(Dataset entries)

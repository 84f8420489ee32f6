//! Errors raised by collaborators (store, lock service, audit sink).

use thiserror::Error;

/// Result type for collaborator operations.
pub type Result<T> = std::result::Result<T, Error>;

/// Errors that can occur in collaborator operations.
#[derive(Debug, Error)]
pub enum Error {
    /// Database error from SQLite.
    #[error("database error: {0}")]
    Database(#[from] rusqlite::Error),

    /// Serialization/deserialization error.
    #[error("serialization error: {0}")]
    Serialization(#[from] serde_json::Error),

    /// Record not found.
    #[error("not found: {0}")]
    NotFound(String),

    /// Record cannot be removed because it still has usage history.
    #[error("still in use: {0}")]
    InUse(String),

    /// Lock service failure (not a timeout).
    #[error("lock error: {0}")]
    Lock(String),

    /// Invalid data.
    #[error("invalid data: {0}")]
    InvalidData(String),
}
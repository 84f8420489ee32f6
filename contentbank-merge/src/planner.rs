//! Plan builder: turns a representative entity into a [`MergePlan`].
//!
//! Read-only. Failures are collected into `plan.errors` so a caller can
//! still render a dry run.

use crate::catalog::{SchemaSnapshot, get_targets};
use crate::config::MergeConfig;
use crate::error::MergeResult;
use crate::impact::compute_impacts;
use contentbank_model::{
    DuplicateGroupResolver, EntityId, EntryId, EntryInfo, MergeOptions, MergePlan, UsageCounter,
    Version, tables,
};
use contentbank_store::SqliteIntrospector;
use contentbank_store::content::{get_entity, get_entry, version_for_entity, versions_of_entry};
use rusqlite::Connection;
use std::collections::BTreeSet;
use tracing::{debug, warn};

/// The survivor: most attempts, ties broken by the smallest entry id.
pub fn choose_canonical(candidates: impl IntoIterator<Item = (EntryId, u64)>) -> Option<EntryId> {
    candidates
        .into_iter()
        .max_by(|(a_id, a_attempts), (b_id, b_attempts)| {
            a_attempts.cmp(b_attempts).then_with(|| b_id.cmp(a_id))
        })
        .map(|(id, _)| id)
}

/// Highest-numbered version that is not a draft.
pub fn current_version(versions: &[Version]) -> Option<&Version> {
    versions
        .iter()
        .filter(|v| v.is_usable())
        .max_by_key(|v| v.version)
}

/// Builds merge plans from a duplicate group.
pub struct PlanBuilder<'a> {
    config: &'a MergeConfig,
    resolver: &'a dyn DuplicateGroupResolver,
    usage: &'a dyn UsageCounter,
}

impl<'a> PlanBuilder<'a> {
    pub fn new(
        config: &'a MergeConfig,
        resolver: &'a dyn DuplicateGroupResolver,
        usage: &'a dyn UsageCounter,
    ) -> Self {
        Self {
            config,
            resolver,
            usage,
        }
    }

    /// Builds a plan. Never fails: errors end up in `plan.errors`.
    pub fn build(
        &self,
        conn: &Connection,
        representative: EntityId,
        options: &MergeOptions,
    ) -> MergePlan {
        let mut plan = MergePlan::new(representative);
        if let Err(e) = self.populate(conn, &mut plan, options) {
            warn!("Failed to plan merge for entity {}: {}", representative, e);
            plan.errors.push(e.to_string());
        }
        debug!(
            "Plan for entity {}: canonical={:?} mergeable={} errors={}",
            representative,
            plan.canonical_entry_id,
            plan.mergeable_entry_ids.len(),
            plan.errors.len()
        );
        plan
    }

    fn populate(
        &self,
        conn: &Connection,
        plan: &mut MergePlan,
        options: &MergeOptions,
    ) -> MergeResult<()> {
        let representative = plan.representative_entity_id;
        let group = self.resolver.group_entity_ids(conn, representative)?;
        plan.group.size = group.len();
        if group.len() < 2 {
            plan.errors.push(format!(
                "entity {representative} is not part of a duplicate group ({} members)",
                group.len()
            ));
            return Ok(());
        }

        let snapshot = SchemaSnapshot::capture(&SqliteIntrospector::new(conn))?;
        let with_status =
            snapshot.has_column(tables::VERSIONS, tables::VERSION_STATUS_COLUMN);

        let mut entry_ids = BTreeSet::new();
        for entity_id in &group {
            match version_for_entity(conn, *entity_id, with_status)? {
                Some(version) => {
                    entry_ids.insert(version.entry_id);
                }
                None => plan.skipped.not_found.push(*entity_id),
            }
        }
        if plan.skipped.not_found.contains(&representative) {
            plan.errors
                .push(format!("entity {representative} not found in the content bank"));
            return Ok(());
        }
        if entry_ids.len() < 2 {
            plan.errors.push(format!(
                "the duplicates of entity {representative} are versions of the same entry, not a cross-entry duplicate"
            ));
            return Ok(());
        }

        let entry_ids: Vec<EntryId> = entry_ids.into_iter().collect();
        let attempts = self.usage.attempt_counts(conn, &entry_ids)?;
        for entry_id in entry_ids {
            let versions = versions_of_entry(conn, entry_id, with_status)?;
            let Some(current) = current_version(&versions) else {
                plan.errors
                    .push(format!("entry {entry_id} has no non-draft version"));
                continue;
            };
            let Some(entry) = get_entry(conn, entry_id)? else {
                plan.errors.push(format!("entry {entry_id} not found"));
                continue;
            };
            let mut entity_ids: Vec<EntityId> = versions.iter().map(|v| v.entity_id).collect();
            entity_ids.sort();
            entity_ids.dedup();
            let usage_count = self.usage.secondary_usage(conn, &entity_ids)?.values().sum();

            plan.entries.insert(
                entry_id,
                EntryInfo {
                    entry_id,
                    version_id: current.id,
                    entity_id: current.entity_id,
                    entity_ids,
                    attempt_count: attempts.get(&entry_id).copied().unwrap_or(0),
                    usage_count,
                    category_id: entry.category_id,
                    context_id: entry.context_id,
                },
            );
        }
        if plan.has_errors() {
            return Ok(());
        }

        let Some(canonical_id) = choose_canonical(
            plan.entries
                .values()
                .map(|info| (info.entry_id, info.attempt_count)),
        ) else {
            plan.errors.push("no canonical entry could be resolved".to_string());
            return Ok(());
        };
        plan.canonical_entry_id = Some(canonical_id);
        let canonical = plan.entries[&canonical_id].clone();

        for info in plan.entries.values() {
            if info.entry_id == canonical_id {
                continue;
            }
            if info.attempt_count > 0 {
                plan.skipped.has_usage_history.push(info.entry_id);
                continue;
            }
            plan.mergeable_entry_ids.push(info.entry_id);
            plan.mappings.entry.insert(info.entry_id, canonical_id);
            for entity_id in &info.entity_ids {
                plan.mappings.entity.insert(*entity_id, canonical.entity_id);
            }
            plan.mappings.version.insert(info.version_id, canonical.version_id);

            if info.context_id != canonical.context_id {
                plan.warnings.push(format!(
                    "entry {} is in context {} but the canonical entry {} is in context {}",
                    info.entry_id, info.context_id, canonical_id, canonical.context_id
                ));
            } else if info.category_id != canonical.category_id {
                plan.warnings.push(format!(
                    "entry {} is in category {} but the canonical entry {} is in category {}",
                    info.entry_id, info.category_id, canonical_id, canonical.category_id
                ));
            }
        }

        plan.targets = get_targets(&snapshot, self.config, options);
        plan.impacts = compute_impacts(conn, &plan.targets, &plan.mappings)?;

        if let Some(entity) = get_entity(conn, canonical.entity_id)? {
            plan.group.entity_type = entity.entity_type;
            plan.group.name = entity.name;
        }
        Ok(())
    }
}
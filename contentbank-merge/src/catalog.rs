//! Reference target catalog.
//!
//! Works over a [`SchemaSnapshot`] captured from the live schema, so the
//! whitelist probe and the discovery scan are pure functions that can be
//! exercised without a database.

use crate::config::{DiscoveryPolicy, MergeConfig, WhitelistEntry};
use contentbank_model::{
    MergeOptions, ReferenceTarget, Result, SchemaIntrospector, TableRole, TargetKind,
};
use std::collections::{BTreeMap, BTreeSet, HashSet};
use tracing::{debug, warn};

/// Table → column set, captured once per operation.
#[derive(Debug, Clone, Default, PartialEq, Eq)]
pub struct SchemaSnapshot {
    tables: BTreeMap<String, BTreeSet<String>>,
}

impl SchemaSnapshot {
    /// Probes every table and its columns.
    pub fn capture(introspector: &dyn SchemaIntrospector) -> Result<Self> {
        let mut tables = BTreeMap::new();
        for table in introspector.list_tables()? {
            let columns = introspector.columns(&table)?;
            tables.insert(table, columns);
        }
        Ok(Self { tables })
    }

    /// Builds a snapshot from literal descriptors.
    pub fn from_tables<'a>(
        tables: impl IntoIterator<Item = (&'a str, &'a [&'a str])>,
    ) -> Self {
        Self {
            tables: tables
                .into_iter()
                .map(|(name, columns)| {
                    (
                        name.to_string(),
                        columns.iter().map(|c| c.to_string()).collect(),
                    )
                })
                .collect(),
        }
    }

    pub fn has_column(&self, table: &str, column: &str) -> bool {
        self.tables
            .get(table)
            .is_some_and(|columns| columns.contains(column))
    }

    pub fn table_names(&self) -> impl Iterator<Item = &str> {
        self.tables.keys().map(String::as_str)
    }
}

impl SchemaIntrospector for SchemaSnapshot {
    fn list_tables(&self) -> Result<Vec<String>> {
        Ok(self.tables.keys().cloned().collect())
    }

    fn columns(&self, table: &str) -> Result<BTreeSet<String>> {
        Ok(self.tables.get(table).cloned().unwrap_or_default())
    }

    fn table_exists(&self, table: &str) -> Result<bool> {
        Ok(self.tables.contains_key(table))
    }
}

/// Whitelisted columns that exist in the snapshot.
///
/// Blocklisted tables are dropped even when whitelisted: the bank's own
/// tables change only through the delete path.
pub fn whitelist_targets(
    snapshot: &SchemaSnapshot,
    whitelist: &[WhitelistEntry],
    policy: &DiscoveryPolicy,
) -> Vec<ReferenceTarget> {
    let mut targets = Vec::new();
    for entry in whitelist {
        if policy.blocklist.contains(&entry.table) {
            warn!("Ignoring blocklisted whitelist table {}", entry.table);
            continue;
        }
        for column in &entry.columns {
            if !snapshot.has_column(&entry.table, &column.column) {
                debug!("Whitelist column {}.{} not present", entry.table, column.column);
                continue;
            }
            if entry.role == TableRole::Reference && column.kind != TargetKind::Entry {
                warn!(
                    "Ignoring {}.{}: reference tables are rewritten by entry only",
                    entry.table, column.column
                );
                continue;
            }
            targets.push(
                ReferenceTarget::new(&entry.table, &column.column, column.kind)
                    .with_role(entry.role),
            );
        }
    }
    targets
}

/// Conventionally named pointer columns in every table the policy allows.
pub fn discover_targets(snapshot: &SchemaSnapshot, policy: &DiscoveryPolicy) -> Vec<ReferenceTarget> {
    let mut targets = Vec::new();
    for table in snapshot.table_names() {
        if policy.is_excluded(table) {
            continue;
        }
        let role = policy.classify(table);
        for kind in [TargetKind::Entity, TargetKind::Entry, TargetKind::Version] {
            if role == TableRole::Reference && kind != TargetKind::Entry {
                // Version pins in reference tables are reset, never copied.
                continue;
            }
            if snapshot.has_column(table, kind.column_name()) {
                targets.push(ReferenceTarget::new(table, kind.column_name(), kind).with_role(role));
            }
        }
    }
    targets
}

/// Every place the applier must rewrite, deduplicated by `(table, column)`.
pub fn get_targets(
    snapshot: &SchemaSnapshot,
    config: &MergeConfig,
    options: &MergeOptions,
) -> Vec<ReferenceTarget> {
    let mut targets = whitelist_targets(snapshot, &config.whitelist, &config.discovery);
    if options.advanced_discovery {
        targets.extend(discover_targets(snapshot, &config.discovery));
    }
    dedup_targets(targets)
}

/// Keeps the first target seen for each `(table, column)`.
pub fn dedup_targets(targets: impl IntoIterator<Item = ReferenceTarget>) -> Vec<ReferenceTarget> {
    let mut seen = HashSet::new();
    targets
        .into_iter()
        .filter(|t| seen.insert((t.table.clone(), t.column.clone())))
        .collect()
}
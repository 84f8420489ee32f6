use contentbank_model::{DeleteOutcome, EntityId, EntryId, Error, Result, SafeDelete};
use rusqlite::{Connection, params};
use tracing::debug;

/// Removes an entity, its version rows, and its entry once no version is left.
///
/// Refuses entities that still have attempt records.
#[derive(Debug, Default, Clone, Copy)]
pub struct CascadingDelete;

impl SafeDelete for CascadingDelete {
    fn delete(&self, conn: &Connection, entity_id: EntityId) -> Result<DeleteOutcome> {
        let exists: i64 = conn.query_row(
            "SELECT EXISTS(SELECT 1 FROM entities WHERE id = ?1)",
            params![entity_id],
            |row| row.get(0),
        )?;
        if exists == 0 {
            debug!("Entity {} already absent", entity_id);
            return Ok(DeleteOutcome::AlreadyAbsent);
        }

        let attempts: i64 = conn.query_row(
            "SELECT COUNT(*) FROM attempts WHERE entity_id = ?1",
            params![entity_id],
            |row| row.get(0),
        )?;
        if attempts > 0 {
            return Err(Error::InUse(format!(
                "entity {entity_id} has {attempts} attempt records"
            )));
        }

        let entry_ids = {
            let mut stmt =
                conn.prepare("SELECT DISTINCT entry_id FROM versions WHERE entity_id = ?1")?;
            stmt.query_map(params![entity_id], |row| row.get(0))?
                .collect::<rusqlite::Result<Vec<EntryId>>>()?
        };

        conn.execute("DELETE FROM versions WHERE entity_id = ?1", params![entity_id])?;
        for entry_id in entry_ids {
            let removed = conn.execute(
                "DELETE FROM entries WHERE id = ?1
                 AND NOT EXISTS (SELECT 1 FROM versions WHERE entry_id = ?1)",
                params![entry_id],
            )?;
            if removed > 0 {
                debug!("Removed empty entry {}", entry_id);
            }
        }
        conn.execute("DELETE FROM entities WHERE id = ?1", params![entity_id])?;

        debug!("Deleted entity {}", entity_id);
        Ok(DeleteOutcome::Deleted)
    }
}
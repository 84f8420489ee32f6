use crate::{EntityId, EntryId, VersionId};
use serde::{Deserialize, Serialize};
use std::fmt;
use std::str::FromStr;

/// A single content record. Immutable once created apart from administrative fields.
#[derive(Debug, Clone, PartialEq, Eq, Serialize, Deserialize)]
pub struct Entity {
    pub id: EntityId,
    pub entity_type: String,
    pub name: String,
    pub content: String,
    pub content_format: String,
    pub created_at: i64,
}

/// The logical slot that groups all versions of one conceptual item.
#[derive(Debug, Clone, PartialEq, Eq, Serialize, Deserialize)]
pub struct Entry {
    pub id: EntryId,
    pub category_id: i64,
    pub context_id: i64,
}

/// Join record binding an entity to an entry at a version number.
#[derive(Debug, Clone, PartialEq, Eq, Serialize, Deserialize)]
pub struct Version {
    pub id: VersionId,
    pub entry_id: EntryId,
    pub entity_id: EntityId,
    pub version: i64,
    pub status: VersionStatus,
}

impl Version {
    /// Whether this version may represent its entry.
    pub fn is_usable(&self) -> bool {
        self.status != VersionStatus::Draft
    }
}

/// Publication status of a version.
#[derive(Debug, Clone, Copy, PartialEq, Eq, Serialize, Deserialize)]
#[serde(rename_all = "snake_case")]
pub enum VersionStatus {
    Ready,
    Hidden,
    Draft,
}

impl VersionStatus {
    pub fn as_str(&self) -> &'static str {
        match self {
            Self::Ready => "ready",
            Self::Hidden => "hidden",
            Self::Draft => "draft",
        }
    }
}

impl fmt::Display for VersionStatus {
    fn fmt(&self, f: &mut fmt::Formatter<'_>) -> fmt::Result {
        f.write_str(self.as_str())
    }
}

impl FromStr for VersionStatus {
    type Err = crate::Error;

    fn from_str(s: &str) -> Result<Self, Self::Err> {
        match s {
            "ready" => Ok(Self::Ready),
            "hidden" => Ok(Self::Hidden),
            "draft" => Ok(Self::Draft),
            other => Err(crate::Error::InvalidData(format!("unknown version status: {other}"))),
        }
    }
}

▸ Task statement: Go through the records above and count the lines with the word "keys" in them. Answer with the number only.

▸ Answer to this task: 2